Instructions

Solutions to the exercises of this homework 3 should, just as for HW1-HW2, be written in an R-Markdown document with output: github_document. Both the R-Markdown document (.Rmd-file) and the compiled Markdown document (.md file), as well as any figures needed for properly rendering the Markdown file on GitHub, should be uploaded to your Homework repository as part of a HW3 folder. Code should be written clearly in a consistent style, see in particular Hadley Wickham’s tidyverse style guide. As an example, code should be easily readable and avoid unnecessary repetition of variable names.

Deadline

Deadline for the homework is 2021-11-21 at 23.59. Submission occurrs as usual by creating a new issue with the title “HW3 ready for grading!” in your repository. Your peer review will be assigned on 2021-11-22 and is due 2021-11-24 at 12:00.

Exercise 1: Marketing, conversions and conversion lags

In the file HW_data/seo_marketing_data.sqlite we have an example of a database often seen in search engine marketing. It contains data on who buys on that site (conversions).

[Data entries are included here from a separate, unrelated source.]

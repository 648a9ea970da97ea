//! Isolation harness: runs the whitelist parser in a child process under
//! OS-enforced resource limits.
//!
//! The parent and child exchange nothing but the input path (read-only to
//! the child), one structured verdict file in a per-job temp directory,
//! and captured stderr. A clean rejection is a normal exit with a
//! `rejected` verdict; everything else is treated as a crash of the
//! untrusted parser. The harness never retries.

use std::fs;
use std::io::Read;
use std::path::{Path, PathBuf};
use std::process::{Child, Command, Stdio};
use std::time::{Duration, Instant};

use tracing::{debug, Level};

use crate::admit;
use crate::config::{Config, ParseLimits};
use crate::error::IsolationFailure;
use crate::ir::{ThreatSeverity, WorkerVerdict};
use crate::security_log::{SecurityDomain, SecurityEvent};

pub const IR_FILE: &str = "ir.json";
pub const LIMITS_FILE: &str = "limits.json";
pub const WORKER_ENV: &str = "STZ_PDF_WORKER";
const WORKER_BINARY: &str = "stz-pdf-worker";

const WAIT_POLL: Duration = Duration::from_millis(50);
const STDERR_CAPTURE_BYTES: usize = 64 * 1024;

#[derive(Debug, Clone, Copy)]
pub struct IsolationLimits {
    pub memory_limit_bytes: u64,
    pub timeout_ms: u64,
    pub max_output_ir_bytes: u64,
}

impl From<&Config> for IsolationLimits {
    fn from(config: &Config) -> Self {
        Self {
            memory_limit_bytes: config.memory_limit_bytes,
            timeout_ms: config.timeout_ms,
            max_output_ir_bytes: config.max_output_ir_bytes,
        }
    }
}

pub struct IsolationHarness {
    worker_path: PathBuf,
    limits: IsolationLimits,
}

/// Result of one isolated parse, together with the job directory so the
/// controller can destroy it after the audit record is finalized.
pub struct IsolatedParse {
    pub verdict: WorkerVerdict,
    pub job_dir: tempfile::TempDir,
}

impl IsolationHarness {
    pub fn new(limits: IsolationLimits) -> Result<Self, IsolationFailure> {
        let worker_path = locate_worker().ok_or_else(|| IsolationFailure::ChildCrash {
            detail: "worker binary not found; set STZ_PDF_WORKER".into(),
        })?;
        Ok(Self { worker_path, limits })
    }

    pub fn with_worker(worker_path: PathBuf, limits: IsolationLimits) -> Self {
        Self { worker_path, limits }
    }

    pub fn parse_isolated(
        &self,
        input_path: &Path,
        parse_limits: &ParseLimits,
    ) -> Result<IsolatedParse, IsolationFailure> {
        let job_dir = tempfile::TempDir::new().map_err(|e| IsolationFailure::ChildCrash {
            detail: format!("job directory: {e}"),
        })?;
        let limits_path = job_dir.path().join(LIMITS_FILE);
        let limits_json =
            serde_json::to_vec(parse_limits).map_err(|e| IsolationFailure::ChildCrash {
                detail: format!("limits serialization: {e}"),
            })?;
        fs::write(&limits_path, limits_json).map_err(|e| IsolationFailure::ChildCrash {
            detail: format!("limits write: {e}"),
        })?;

        let mut command = Command::new(&self.worker_path);
        command
            .arg("--input")
            .arg(input_path)
            .arg("--output")
            .arg(job_dir.path())
            .arg("--limits")
            .arg(&limits_path)
            .stdin(Stdio::null())
            .stdout(Stdio::null())
            .stderr(Stdio::piped())
            .env_clear();
        apply_resource_limits(&mut command, self.limits);

        let mut child = command.spawn().map_err(|e| IsolationFailure::ChildCrash {
            detail: format!("spawn: {e}"),
        })?;
        let stderr_reader = spawn_stderr_reader(&mut child);

        let deadline = Instant::now() + Duration::from_millis(self.limits.timeout_ms);
        let status = loop {
            match child.try_wait() {
                Ok(Some(status)) => break status,
                Ok(None) => {
                    if Instant::now() >= deadline {
                        SecurityEvent {
                            level: Level::WARN,
                            domain: SecurityDomain::Harness,
                            severity: ThreatSeverity::High,
                            kind: "worker_timeout",
                            locator: None,
                            message: "Worker exceeded wall-clock budget, killing",
                        }
                        .emit();
                        let _ = child.kill();
                        let _ = child.wait();
                        return Err(IsolationFailure::Timeout);
                    }
                    std::thread::sleep(WAIT_POLL);
                }
                Err(e) => {
                    let _ = child.kill();
                    let _ = child.wait();
                    return Err(IsolationFailure::ChildCrash { detail: format!("wait: {e}") });
                }
            }
        };
        let stderr = stderr_reader.join().unwrap_or_default();

        if !status.success() {
            SecurityEvent {
                level: Level::ERROR,
                domain: SecurityDomain::Harness,
                severity: ThreatSeverity::Critical,
                kind: "worker_crash",
                locator: None,
                message: "Worker exited abnormally",
            }
            .emit();
            return Err(IsolationFailure::ChildCrash {
                detail: format!("exit status {status}: {}", String::from_utf8_lossy(&stderr)),
            });
        }

        let verdict = self.read_verdict(job_dir.path())?;
        debug!("worker verdict ingested");
        Ok(IsolatedParse { verdict, job_dir })
    }

    fn read_verdict(&self, job_dir: &Path) -> Result<WorkerVerdict, IsolationFailure> {
        let ir_path = job_dir.join(IR_FILE);
        let meta = fs::metadata(&ir_path).map_err(|_| IsolationFailure::IrInvalid {
            detail: "worker produced no IR file".into(),
        })?;
        if meta.len() > self.limits.max_output_ir_bytes {
            return Err(IsolationFailure::IrInvalid {
                detail: format!("IR file of {} bytes exceeds budget", meta.len()),
            });
        }
        let data = fs::read(&ir_path).map_err(|e| IsolationFailure::IrInvalid {
            detail: format!("IR unreadable: {e}"),
        })?;
        serde_json::from_slice(&data).map_err(|e| IsolationFailure::IrInvalid {
            detail: format!("IR schema violation: {e}"),
        })
    }
}

/// Entry point shared by the worker binary and in-process tests: parse one
/// input under the whitelist and write the verdict file.
pub fn run_worker(input: &Path, output_dir: &Path, limits: &ParseLimits) -> anyhow::Result<()> {
    let verdict = match admit::parse_file(input, limits) {
        Ok(admission) => {
            WorkerVerdict::Ok { document: admission.document, threats: admission.threats }
        }
        Err(rejection) => {
            WorkerVerdict::Rejected { failure: rejection.failure, threats: rejection.threats }
        }
    };
    let payload = serde_json::to_vec(&verdict)?;
    fs::write(output_dir.join(IR_FILE), payload)?;
    Ok(())
}

fn locate_worker() -> Option<PathBuf> {
    if let Ok(path) = std::env::var(WORKER_ENV) {
        let path = PathBuf::from(path);
        return path.is_file().then_some(path);
    }
    let exe = std::env::current_exe().ok()?;
    let sibling = exe.parent()?.join(WORKER_BINARY);
    sibling.is_file().then_some(sibling)
}

#[cfg(unix)]
fn apply_resource_limits(command: &mut Command, limits: IsolationLimits) {
    use std::os::unix::process::CommandExt;

    let memory = limits.memory_limit_bytes;
    let ir_budget = limits.max_output_ir_bytes;
    // Hard CPU cap one second past the soft cap, like the wall clock a
    // grace beyond the budget.
    let cpu_secs = (limits.timeout_ms / 1000).max(1);
    unsafe {
        command.pre_exec(move || {
            use nix::sys::resource::{setrlimit, Resource};
            let fail = |e: nix::errno::Errno| std::io::Error::from_raw_os_error(e as i32);
            setrlimit(Resource::RLIMIT_AS, memory, memory).map_err(fail)?;
            setrlimit(Resource::RLIMIT_CPU, cpu_secs, cpu_secs + 1).map_err(fail)?;
            setrlimit(Resource::RLIMIT_FSIZE, ir_budget, ir_budget).map_err(fail)?;
            setrlimit(Resource::RLIMIT_CORE, 0, 0).map_err(fail)?;
            // The worker may not spawn further processes.
            setrlimit(Resource::RLIMIT_NPROC, 0, 0).map_err(fail)?;
            Ok(())
        });
    }
}

#[cfg(not(unix))]
fn apply_resource_limits(_command: &mut Command, _limits: IsolationLimits) {
    tracing::warn!(
        security = true,
        domain = "stz.harness",
        kind = "rlimits_unavailable",
        "Resource limits are only enforced on unix hosts"
    );
}

fn spawn_stderr_reader(child: &mut Child) -> std::thread::JoinHandle<Vec<u8>> {
    let stderr = child.stderr.take();
    std::thread::spawn(move || {
        let mut out = Vec::new();
        if let Some(mut stderr) = stderr {
            let mut buf = [0u8; 4096];
            loop {
                match stderr.read(&mut buf) {
                    Ok(0) | Err(_) => break,
                    Ok(n) => {
                        if out.len() < STDERR_CAPTURE_BYTES {
                            let take = n.min(STDERR_CAPTURE_BYTES - out.len());
                            out.extend_from_slice(&buf[..take]);
                        }
                        // Keep draining so the child never blocks on a
                        // full pipe.
                    }
                }
            }
        }
        out
    })
}

#[cfg(test)]
mod tests {
    use super::*;
    use crate::config::ParseLimits;
    use crate::error::ParseFailure;

    fn minimal_hello_pdf() -> Vec<u8> {
        let mut pdf = Vec::new();
        pdf.extend_from_slice(b"%PDF-1.4\n");
        pdf.extend_from_slice(b"1 0 obj << /Type /Catalog /Pages 2 0 R >> endobj\n");
        pdf.extend_from_slice(b"2 0 obj << /Type /Pages /Kids [3 0 R] /Count 1 >> endobj\n");
        pdf.extend_from_slice(
            b"3 0 obj << /Type /Page /Parent 2 0 R /MediaBox [0 0 612 792] \
              /Resources << /Font << /F1 4 0 R >> >> /Contents 5 0 R >> endobj\n",
        );
        pdf.extend_from_slice(
            b"4 0 obj << /Type /Font /Subtype /Type1 /BaseFont /Helvetica >> endobj\n",
        );
        let content = b"BT /F1 12 Tf 100 700 Td (Hello) Tj ET";
        pdf.extend_from_slice(
            format!("5 0 obj << /Length {} >>\nstream\n", content.len()).as_bytes(),
        );
        pdf.extend_from_slice(content);
        pdf.extend_from_slice(b"\nendstream endobj\n");
        pdf.extend_from_slice(b"trailer << /Root 1 0 R /Size 6 >>\nstartxref\n0\n%%EOF\n");
        pdf
    }

    #[test]
    fn worker_entry_writes_ok_verdict() {
        let dir = tempfile::tempdir().expect("tempdir");
        let input = dir.path().join("hello.pdf");
        fs::write(&input, minimal_hello_pdf()).expect("write input");
        run_worker(&input, dir.path(), &ParseLimits::default()).expect("worker run");
        let data = fs::read(dir.path().join(IR_FILE)).expect("read verdict");
        let verdict: WorkerVerdict = serde_json::from_slice(&data).expect("parse verdict");
        match verdict {
            WorkerVerdict::Ok { document, threats } => {
                assert_eq!(document.pages.len(), 1);
                assert!(threats.is_empty());
            }
            other => panic!("expected ok verdict, got {other:?}"),
        }
    }

    #[test]
    fn worker_entry_writes_rejected_verdict_for_garbage() {
        let dir = tempfile::tempdir().expect("tempdir");
        let input = dir.path().join("junk.bin");
        fs::write(&input, b"MZ\x90\x00not a pdf at all").expect("write input");
        run_worker(&input, dir.path(), &ParseLimits::default()).expect("worker run");
        let data = fs::read(dir.path().join(IR_FILE)).expect("read verdict");
        let verdict: WorkerVerdict = serde_json::from_slice(&data).expect("parse verdict");
        assert!(matches!(
            verdict,
            WorkerVerdict::Rejected { failure: ParseFailure::NotAPdf, .. }
        ));
    }

    #[test]
    fn oversized_ir_is_rejected_on_ingest() {
        let dir = tempfile::tempdir().expect("tempdir");
        fs::write(dir.path().join(IR_FILE), vec![b'x'; 4096]).expect("write ir");
        let harness = IsolationHarness::with_worker(
            PathBuf::from("/nonexistent"),
            IsolationLimits {
                memory_limit_bytes: 1,
                timeout_ms: 1000,
                max_output_ir_bytes: 1024,
            },
        );
        match harness.read_verdict(dir.path()) {
            Err(IsolationFailure::IrInvalid { detail }) => {
                assert!(detail.contains("exceeds budget"));
            }
            other => panic!("expected IrInvalid, got {other:?}"),
        }
    }
}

The data has been simplified a lot, but you can imagine it being from a site that rents out rooms for hotels. The database represents customers coming from a search engine (e.g. google), pressing an ad (a “click”) and whether or not they bought something (if a conversion occurred). There are two tables, “Clicks” and “Conversion_value”. Each id represent a unique customer. Use the following code snippet to read tables from the database.

library(RSQLite)
con <- dbConnect(RSQLite::SQLite(), "HW_data/seo_marketing_data.sqlite")
# List all available tables
dbListTables(con)
# Tables are "Conversion value" and "Clicks"
# Pull all data in a table to R.
df_clicks <- dbReadTable(con, "Clicks")

Tasks

  1. Visualize the number of clicks made on each day (date).
  2. Given that there is a cost to each click, which day of the week has been most costly? Hint: there are many ways to solve to problem, but have a look at lubridate::wday.
  3. Make a histogram of the conversion value customers provided.
  4. The “Conversion lag” (CL) of a customer is the number of days from the customer clicked on an ad to the customer bought something/converted. An example is that the customer clicked an add on the first on January and rented a house on the third of January. The CL is then equal to 2. Plot its distribution in R, interpret and comment on the results. Hint: Google on how to take differences of dates. If you want to write a full SQL solution you can use julianday.
  5. Present two tables on the following format
Date of Click CL - 25 day CL - 26 days CL - 27 days
2020-.. a number number ….
2020-.. a number number ….
2020-.. more numbers ….

The two tables should contain the sum of clicks and average conversion value. Display the last five rows with knitr::kable. The tables will be sparse (many zeros). Hint: Use a suitable function to make the data in wide format.

Exercise 2: SL lines

The file HW_data/sl-api.sqlite is a SQLite database containing all SL’s current stops, lines, and the stops on each line. The data are obtained from a call to TrafikLab’s SL Hållplatser och Linjer 2 API on 2019-11-17 using the httr package. Note: Trafiklab has further documentation of the API and the variables.

Tasks

  1. Figure out and describe how the tables relate to eachother. Note: Answer the question by both studying the descriptive information on the linked Webseite and, to a smaller degree, by manually looking at the data from the NoSQL-Database file from the HW_data folder. The later could, e.g., be useful to confirm what is written in the description. At the end, your answers is supposed to consists purely of text and possibly a figure, but no code.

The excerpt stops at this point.